··· Material to process

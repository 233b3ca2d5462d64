use std::env;
use std::fmt::Display;
use std::str::FromStr;

use anyhow::{Context, Result, anyhow};
use dotenvy::dotenv;

use crate::attendance::policy::LatePolicy;
use crate::model::attendance::parse_time;

#[derive(Debug, Clone, Copy, PartialEq, Eq)]
pub enum DeviceMode {
    /// Pull punches from a BioTime-managed terminal
    BioTime,
    /// Never touch the network; serve the demo punches
    Simulated,
}

impl FromStr for DeviceMode {
    type Err = String;

    fn from_str(s: &str) -> Result<Self, Self::Err> {
        match s.trim().to_lowercase().as_str() {
            "biotime" => Ok(DeviceMode::BioTime),
            "simulated" => Ok(DeviceMode::Simulated),
            other => Err(format!("unknown device mode `{other}`")),
        }
    }
}

#[derive(Debug, Clone)]
pub struct Config {
    pub server_addr: String,
    pub database_url: String,
    pub database_max_connections: u32,
    pub api_prefix: String,

    // Rate limiting
    pub rate_protected_per_min: u32,
    pub rate_sync_per_min: u32,

    pub late_policy: LatePolicy,

    // Attendance device
    pub device_mode: DeviceMode,
    pub device_port: u16,
    pub device_timeout_ms: u64,
    pub device_simulation_fallback: bool,

    pub log_dir: String,
    pub log_level: tracing::Level,
}

impl Config {
    pub fn from_env() -> Result<Self> {
        dotenv().ok();
        Self::from_lookup(|key| env::var(key).ok())
    }

    pub fn from_lookup(lookup: impl Fn(&str) -> Option<String>) -> Result<Self> {
        let var = |key: &str| lookup(key).filter(|v| !v.trim().is_empty());

        Ok(Self {
            server_addr: var("SERVER_ADDR").context("SERVER_ADDR must be set")?,
            database_url: var("DATABASE_URL")
                .unwrap_or_else(|| "sqlite:hrms.db?mode=rwc".to_string()),
            database_max_connections: parse_or(&var, "DATABASE_MAX_CONNECTIONS", 5)?,
            api_prefix: var("API_PREFIX").unwrap_or_else(|| "/api".to_string()),

            rate_protected_per_min: parse_or(&var, "RATE_PROTECTED_PER_MIN", 1000)?,
            rate_sync_per_min: parse_or(&var, "RATE_SYNC_PER_MIN", 10)?,

            late_policy: late_policy(&var)?,

            device_mode: parse_or(&var, "DEVICE_MODE", DeviceMode::BioTime)?,
            device_port: parse_or(&var, "DEVICE_PORT", 80)?,
            device_timeout_ms: parse_or(&var, "DEVICE_TIMEOUT_MS", 5000)?, // 5 seconds
            device_simulation_fallback: parse_or(&var, "DEVICE_SIMULATION_FALLBACK", true)?,

            log_dir: var("LOG_DIR").unwrap_or_else(|| "logs".to_string()),
            log_level: parse_or(&var, "LOG_LEVEL", tracing::Level::DEBUG)?,
        })
    }
}

fn parse_or<T>(var: &impl Fn(&str) -> Option<String>, key: &str, default: T) -> Result<T>
where
    T: FromStr,
    T::Err: Display,
{
    match var(key) {
        Some(raw) => raw
            .trim()
            .parse()
            .map_err(|e| anyhow!("invalid {key} `{raw}`: {e}")),
        None => Ok(default),
    }
}

/// LATE_THRESHOLD wins; otherwise SHIFT_START plus SHIFT_GRACE_IN_MINUTES;
/// otherwise 09:30.
fn late_policy(var: &impl Fn(&str) -> Option<String>) -> Result<LatePolicy> {
    if let Some(raw) = var("LATE_THRESHOLD") {
        let threshold =
            parse_time(&raw).ok_or_else(|| anyhow!("invalid LATE_THRESHOLD `{raw}`, expected HH:MM"))?;
        return Ok(LatePolicy::new(threshold));
    }

    if let Some(raw) = var("SHIFT_START") {
        let start =
            parse_time(&raw).ok_or_else(|| anyhow!("invalid SHIFT_START `{raw}`, expected HH:MM"))?;
        let grace = parse_or(var, "SHIFT_GRACE_IN_MINUTES", 0u32)?;
        return Ok(LatePolicy::from_shift(start, grace));
    }

    Ok(LatePolicy::default())
}
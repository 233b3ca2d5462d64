pub mod attendance;
pub mod device;
pub mod employee;
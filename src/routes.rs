use crate::{
    api::{attendance, device, employee, sync},
    config::Config,
};
use actix_governor::{
    Governor, GovernorConfig, GovernorConfigBuilder, PeerIpKeyExtractor,
    governor::middleware::NoOpMiddleware,
};
use actix_web::web;
use anyhow::{Result, anyhow};

type Limiter = GovernorConfig<PeerIpKeyExtractor, NoOpMiddleware>;

/// Limiter state, built once so every worker shares the same buckets.
#[derive(Clone)]
pub struct RateLimits {
    protected: Limiter,
    sync: Limiter,
}

impl RateLimits {
    pub fn from_config(config: &Config) -> Result<Self> {
        Ok(Self {
            protected: build_limiter(config.rate_protected_per_min)?,
            sync: build_limiter(config.rate_sync_per_min)?,
        })
    }
}

// Helper to build per-route limiter
fn build_limiter(requests_per_min: u32) -> Result<Limiter> {
    let requests_per_min = requests_per_min.max(1);
    let per_ms = (60_000 / requests_per_min as u64).max(1);

    GovernorConfigBuilder::default()
        .per_millisecond(per_ms)
        .burst_size(requests_per_min)
        .key_extractor(PeerIpKeyExtractor)
        .finish()
        .ok_or_else(|| anyhow!("invalid rate limit of {requests_per_min} requests per minute"))
}

pub fn configure(cfg: &mut web::ServiceConfig, config: &Config, limits: &RateLimits) {
    cfg.service(
        web::scope(&config.api_prefix)
            .wrap(Governor::new(&limits.protected)) // rate limiting
            .service(
                web::scope("/employee")
                    // /employee
                    .service(
                        web::resource("")
                            .route(web::post().to(employee::create_employee))
                            .route(web::get().to(employee::list_employees)),
                    )
                    // /employee/{id}
                    .service(
                        web::resource("/{id}")
                            .route(web::put().to(employee::update_employee))
                            .route(web::get().to(employee::get_employee))
                            .route(web::delete().to(employee::delete_employee)),
                    ),
            )
            .service(
                web::scope("/device")
                    .service(
                        web::resource("")
                            .route(web::post().to(device::create_device))
                            .route(web::get().to(device::list_devices)),
                    )
                    .service(
                        web::resource("/{id}").route(web::delete().to(device::delete_device)),
                    ),
            )
            .service(
                web::scope("/attendance")
                    // /attendance?date=
                    .service(web::resource("").route(web::get().to(attendance::daily_log)))
                    // /attendance/sync
                    .service(
                        web::resource("/sync")
                            .wrap(Governor::new(&limits.sync))
                            .route(web::post().to(sync::sync_attendance)),
                    )
                    // /attendance/sync-all
                    .service(
                        web::resource("/sync-all")
                            .wrap(Governor::new(&limits.sync))
                            .route(web::post().to(sync::sync_all_devices)),
                    )
                    .service(
                        web::resource("/test-connection")
                            .route(web::post().to(sync::test_connection)),
                    )
                    .service(
                        web::resource("/check-in").route(web::post().to(attendance::check_in)),
                    )
                    .service(
                        web::resource("/check-out").route(web::put().to(attendance::check_out)),
                    )
                    // /attendance/history/{employee_id}
                    .service(
                        web::resource("/history/{employee_id}")
                            .route(web::get().to(attendance::history)),
                    ),
            ),
    );
}

#[cfg(test)]
mod tests {
    use super::*;
    use crate::db::test_pool;
    use crate::device::{PunchSource, SimulatedSource};
    use actix_web::{App, http::StatusCode, test};
    use serde_json::json;
    use std::net::SocketAddr;
    use std::sync::Arc;

    fn config(sync_per_min: &str) -> Config {
        let sync_per_min = sync_per_min.to_string();
        Config::from_lookup(move |key| match key {
            "SERVER_ADDR" => Some("127.0.0.1:0".to_string()),
            "RATE_SYNC_PER_MIN" => Some(sync_per_min.clone()),
            _ => None,
        })
        .unwrap()
    }

    fn peer() -> SocketAddr {
        "10.1.2.3:40000".parse().unwrap()
    }

    #[actix_web::test]
    async fn test_zero_rate_is_clamped() {
        assert!(build_limiter(0).is_ok());
        assert!(build_limiter(120_000).is_ok());
    }

    #[actix_web::test]
    async fn test_routes_mount_under_prefix_and_limit_sync() {
        let pool = test_pool().await;
        let config = config("1");
        let limits = RateLimits::from_config(&config).unwrap();
        let source: Arc<dyn PunchSource> = Arc::new(SimulatedSource);

        let app = test::init_service(
            App::new()
                .app_data(web::Data::new(pool.clone()))
                .app_data(web::Data::new(config.clone()))
                .app_data(web::Data::from(source))
                .configure(|cfg| configure(cfg, &config, &limits)),
        )
        .await;

        let req = test::TestRequest::get()
            .uri("/api/employee")
            .peer_addr(peer())
            .to_request();
        assert_eq!(test::call_service(&app, req).await.status(), StatusCode::OK);

        let req = test::TestRequest::post()
            .uri("/api/attendance/test-connection")
            .peer_addr(peer())
            .set_json(json!({ "ip": "10.0.0.5" }))
            .to_request();
        let body: serde_json::Value = test::call_and_read_body_json(&app, req).await;
        assert_eq!(body["success"], true);

        let sync_req = || {
            test::TestRequest::post()
                .uri("/api/attendance/sync")
                .peer_addr(peer())
                .set_json(json!({ "ip": "10.0.0.5", "date": "2024-07-29" }))
                .to_request()
        };
        assert_eq!(test::call_service(&app, sync_req()).await.status(), StatusCode::OK);

        let limited = test::try_call_service(&app, sync_req())
            .await
            .map(|res| res.status())
            .unwrap_or_else(|e| e.as_response_error().status_code());
        assert_eq!(limited, StatusCode::TOO_MANY_REQUESTS);
    }
}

······

- [Work instructions] In how many lines of the material does the word "match" occur? Reply with only that number.

- [Answer to this task] 3